An Open-Source Tatar Speech Commands Dataset for IoT and Robotics Applications
The dataset covers 35 commands used in robotics, IoT, and smart systems. In total, the dataset contains 3,547 one-second utterances from 153 people. The dataset can be downloaded from Google Drive.
To preprocess and augment the dataset, you can use the data_preprocessing_augmentation.ipynb
notebook. However, first you need to download the ESC-50: Dataset for Environmental Sound Classification dataset.
In this project, we used Keyword-MLP model. We sincerely thank the authors for open sourcing their code.

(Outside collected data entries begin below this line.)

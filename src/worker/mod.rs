//! Workers that drain a [`WorkQueue`](crate::buffer::WorkQueue).
//!
//! The scheduling loop is fixed; what happens to each item is injected:
//! - **Processor**: the per-item contract ([`Processor`]), with
//!   [`Passthrough`] collecting items verbatim and [`FnProcessor`] wrapping a
//!   plain closure
//! - **Consumer**: the loop itself ([`Worker`]), which takes bites from the
//!   queue, records results and counters, and exits once the queue stays idle
//!
//! # Consume Flow
//!
//! 1. Take up to `bite_size` items without blocking
//! 2. If none were available, wait up to the idle timeout for one
//! 3. Process each item, appending outputs to the shared collector
//! 4. Yield, then repeat until the idle wait comes back empty
//!
//! # Failure Handling
//!
//! Under [`FailurePolicy::Isolate`](crate::config::FailurePolicy::Isolate) a
//! failed item is logged and counted. Under
//! [`FailurePolicy::Abort`](crate::config::FailurePolicy::Abort) the worker
//! stops and returns the rest of its bite to the queue.

pub mod consumer;
pub mod processor;

pub use consumer::{ConsumerHook, Worker, WorkerExit, WorkerSummary};
pub use processor::{FnProcessor, Passthrough, ProcessResult, Processor};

git clone https://github.com/IS2AI/TatarSCR.git
cd TatarSCR
cd Keyword-MLP
pip3 install -r requirements.txt
python3 train.py --conf configs/kwmlp_tscd.yaml
The model automatically runs on the test set at the end of the training.

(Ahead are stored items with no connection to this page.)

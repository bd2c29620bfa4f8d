use std::sync::atomic::{AtomicU64, Ordering};
use std::sync::Arc;
use std::time::Duration;

use async_trait::async_trait;
use clap::{Parser, ValueEnum};
use serde::Serialize;
use tokio::time::Instant;
use tracing_subscriber::EnvFilter;

use ingest_buffer::buffer::{BufferManager, RunStats, StatsSnapshot, WorkQueue};
use ingest_buffer::config::{BufferConfig, FailurePolicy, MonitorConfig};
use ingest_buffer::error::Result as IngestResult;
use ingest_buffer::monitor::{
    CreateOutcome, InMemoryStatusCache, JobMonitor, JobReference, MonitorSnapshot, ReportApi,
    ReportStatus,
};
use ingest_buffer::shutdown::install_shutdown_handler;
use ingest_buffer::worker::{ProcessResult, Processor};

#[derive(Parser, Debug)]
#[command(name = "ingest-buffer")]
#[command(version)]
#[command(about = "Drive the ingest buffer and report monitor with synthetic load")]
#[command(propagate_version = true)]
struct Args {
    #[command(subcommand)]
    command: Commands,
}

#[derive(clap::Subcommand, Debug)]
enum Commands {
    /// Push synthetic records through a buffer and report throughput
    Load(LoadArgs),

    /// Run report monitors against a simulated report service
    Monitor(MonitorArgs),
}

// =============================================================================
// Arguments
// =============================================================================

#[derive(Parser, Debug)]
struct LoadArgs {
    /// Number of records to submit
    #[arg(long, default_value = "100000")]
    items: u64,

    /// Backlog length that justifies another worker
    #[arg(long, default_value = "5000")]
    trigger_limit: usize,

    /// Records a worker takes per turn
    #[arg(long, default_value = "1000")]
    bite_size: usize,

    /// Maximum concurrent workers
    #[arg(long, default_value = "5")]
    max_consumers: usize,

    /// Simulated processing time per record, in microseconds
    #[arg(long, default_value = "0")]
    work_us: u64,

    /// Fail every Nth record to exercise the failure policy
    #[arg(long)]
    fail_every: Option<u64>,

    /// Stop a worker on the first failed record instead of skipping it
    #[arg(long)]
    abort_on_failure: bool,

    /// Output format
    #[arg(long, short = 'o', default_value = "table")]
    output: OutputFormat,
}

#[derive(Parser, Debug)]
struct MonitorArgs {
    /// Number of maps to generate reports for
    #[arg(long, default_value = "5")]
    jobs: u64,

    /// Number of monitors sharing the queue and cache
    #[arg(long, default_value = "2")]
    monitors: usize,

    /// Status checks before a simulated report finishes
    #[arg(long, default_value = "3")]
    polls_to_finish: u32,

    /// How long the simulated service refuses new reports, in milliseconds
    #[arg(long, default_value = "0")]
    busy_ms: u64,

    /// Delay between status checks, in milliseconds
    #[arg(long, default_value = "200")]
    poll_interval_ms: u64,

    /// Sleep after a concurrency-limit response, in milliseconds
    #[arg(long, default_value = "500")]
    backoff_ms: u64,

    /// Output format
    #[arg(long, short = 'o', default_value = "table")]
    output: OutputFormat,
}

#[derive(Debug, Clone, ValueEnum)]
enum OutputFormat {
    Table,
    Json,
}

// =============================================================================
// JSON Output Types
// =============================================================================

#[derive(Serialize)]
struct LoadOutput {
    submitted: u64,
    results: usize,
    peak_workers: usize,
    workers_started: u64,
    stats: StatsSnapshot,
}

#[derive(Serialize)]
struct MonitorOutput {
    monitors: Vec<MonitorSnapshot>,
    cached_jobs: usize,
}

// =============================================================================
// Simulated Collaborators
// =============================================================================

#[derive(Debug)]
struct SyntheticRecord {
    id: u64,
}

/// Stands in for a database writer: even ids are inserts, odd ids updates.
struct SimulatedWriter {
    latency: Duration,
    fail_every: Option<u64>,
}

#[async_trait]
impl Processor<SyntheticRecord> for SimulatedWriter {
    type Output = u64;

    async fn process(&self, record: SyntheticRecord, stats: &RunStats) -> ProcessResult<u64> {
        if !self.latency.is_zero() {
            tokio::time::sleep(self.latency).await;
        }
        if let Some(n) = self.fail_every.filter(|n| *n > 0) {
            if record.id % n == n - 1 {
                return Err(format!("simulated write failure for record {}", record.id).into());
            }
        }
        if record.id % 2 == 0 {
            stats.increment_insertions();
        } else {
            stats.increment_updates();
        }
        Ok(Some(record.id))
    }
}

/// Report service that refuses new reports until `busy_until`, then finishes
/// each report after a fixed number of status checks.
struct SimulatedReportService {
    busy_until: Instant,
    polls_to_finish: u32,
    next_id: AtomicU64,
    polls: tokio::sync::Mutex<std::collections::HashMap<u64, u32>>,
}

#[async_trait]
impl ReportApi for SimulatedReportService {
    async fn create_report(&self, job: &JobReference) -> IngestResult<CreateOutcome> {
        if Instant::now() < self.busy_until {
            return Ok(CreateOutcome::ConcurrencyLimited);
        }
        let id = self.next_id.fetch_add(1, Ordering::Relaxed);
        self.polls.lock().await.insert(id, 0);
        tracing::debug!(map_key = job.key(), report_id = id, "Simulated report created");
        Ok(CreateOutcome::Created(id))
    }

    async fn poll_status(&self, report_id: u64) -> IngestResult<ReportStatus> {
        let mut polls = self.polls.lock().await;
        let count = polls.entry(report_id).or_insert(0);
        *count += 1;
        Ok(match *count {
            n if n >= self.polls_to_finish => ReportStatus::Finished,
            1 => ReportStatus::Queued,
            _ => ReportStatus::Running,
        })
    }
}

// =============================================================================
// Commands
// =============================================================================

async fn run_load(args: LoadArgs) -> Result<(), Box<dyn std::error::Error>> {
    let policy = if args.abort_on_failure {
        FailurePolicy::Abort
    } else {
        FailurePolicy::Isolate
    };
    let config = BufferConfig::new(args.trigger_limit, args.bite_size, args.max_consumers)
        .with_failure_policy(policy);
    let writer = SimulatedWriter {
        latency: Duration::from_micros(args.work_us),
        fail_every: args.fail_every,
    };

    let shutdown = install_shutdown_handler();
    let mut buffer = BufferManager::new(config, writer)?;

    let mut submitted = 0u64;
    for id in 0..args.items {
        if shutdown.is_cancelled() {
            tracing::warn!(submitted, "Shutdown requested, draining buffered records");
            break;
        }
        buffer.submit(SyntheticRecord { id })?;
        submitted += 1;
        if submitted % 1000 == 0 {
            tokio::task::yield_now().await;
        }
    }

    let stats = buffer.stats();
    let results = buffer.drain().await;
    let output = LoadOutput {
        submitted,
        results: results.len(),
        peak_workers: buffer.peak_workers(),
        workers_started: buffer.workers_started(),
        stats: stats.snapshot(),
    };

    match args.output {
        OutputFormat::Json => println!("{}", serde_json::to_string_pretty(&output)?),
        OutputFormat::Table => {
            println!("Submitted:       {}", output.submitted);
            println!("Results:         {}", output.results);
            println!("Peak workers:    {}", output.peak_workers);
            println!("Workers started: {}", output.workers_started);
            println!("Inserts:         {}", output.stats.adds);
            println!("Updates:         {}", output.stats.updates);
            println!("Failed:          {}", output.stats.failed);
            match output.stats.average_rate {
                Some(rate) => println!("Rate:            {:.0} records/s", rate),
                None => println!("Rate:            n/a"),
            }
        }
    }
    Ok(())
}

async fn run_monitor(args: MonitorArgs) -> Result<(), Box<dyn std::error::Error>> {
    let queue = Arc::new(WorkQueue::new());
    let cache = InMemoryStatusCache::new();
    let service = Arc::new(SimulatedReportService {
        busy_until: Instant::now() + Duration::from_millis(args.busy_ms),
        polls_to_finish: args.polls_to_finish.max(1),
        next_id: AtomicU64::new(1),
        polls: tokio::sync::Mutex::new(std::collections::HashMap::new()),
    });
    let config = MonitorConfig::default()
        .with_poll_interval_ms(args.poll_interval_ms)
        .with_concurrency_backoff_ms(args.backoff_ms);

    for n in 0..args.jobs {
        queue.push(JobReference::new(format!("map-{}", n)).with_ref(format!("map/{}", n)))?;
    }

    let mut handles = Vec::with_capacity(args.monitors);
    for _ in 0..args.monitors.max(1) {
        let monitor = JobMonitor::builder()
            .config(config.clone())
            .queue(queue.clone())
            .cache(Arc::new(cache.clone()))
            .api(service.clone())
            .build()?;
        handles.push(monitor.spawn());
    }

    let mut monitors = Vec::with_capacity(handles.len());
    for handle in handles {
        monitors.push(handle.await??);
    }
    let output = MonitorOutput {
        monitors,
        cached_jobs: cache.len().await,
    };

    match args.output {
        OutputFormat::Json => println!("{}", serde_json::to_string_pretty(&output)?),
        OutputFormat::Table => {
            println!(
                "{:<8} {:>5} {:>8} {:>8} {:>8} {:>8} {:>7}",
                "MONITOR", "JOBS", "CREATED", "BACKOFFS", "CHECKS", "FINISHED", "FAILED"
            );
            for (n, m) in output.monitors.iter().enumerate() {
                println!(
                    "{:<8} {:>5} {:>8} {:>8} {:>8} {:>8} {:>7}",
                    n + 1,
                    m.jobs,
                    m.reports_created,
                    m.concurrency_backoffs,
                    m.status_checks,
                    m.finished,
                    m.failed
                );
            }
            println!("Cached jobs: {}", output.cached_jobs);
        }
    }
    Ok(())
}

#[tokio::main]
async fn main() -> Result<(), Box<dyn std::error::Error>> {
    tracing_subscriber::fmt()
        .with_env_filter(
            EnvFilter::try_from_default_env().unwrap_or_else(|_| EnvFilter::new("info")),
        )
        .init();

    let args = Args::parse();
    match args.command {
        Commands::Load(load) => run_load(load).await,
        Commands::Monitor(monitor) => run_monitor(monitor).await,
    }
}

python3 convert_to_onnx.py --conf configs/kwmlp_tscd.yaml \
--ckpt checkpoints/best.pth \
--out checkpoints/best.onnx
inference.py
: For short ~1s clips, like the audios in the Speech Commands datasetwindow_inference.py
: For running inference on longer audio clips, where multiple keywords may be present. Runs inference on the audio in a sliding window manner.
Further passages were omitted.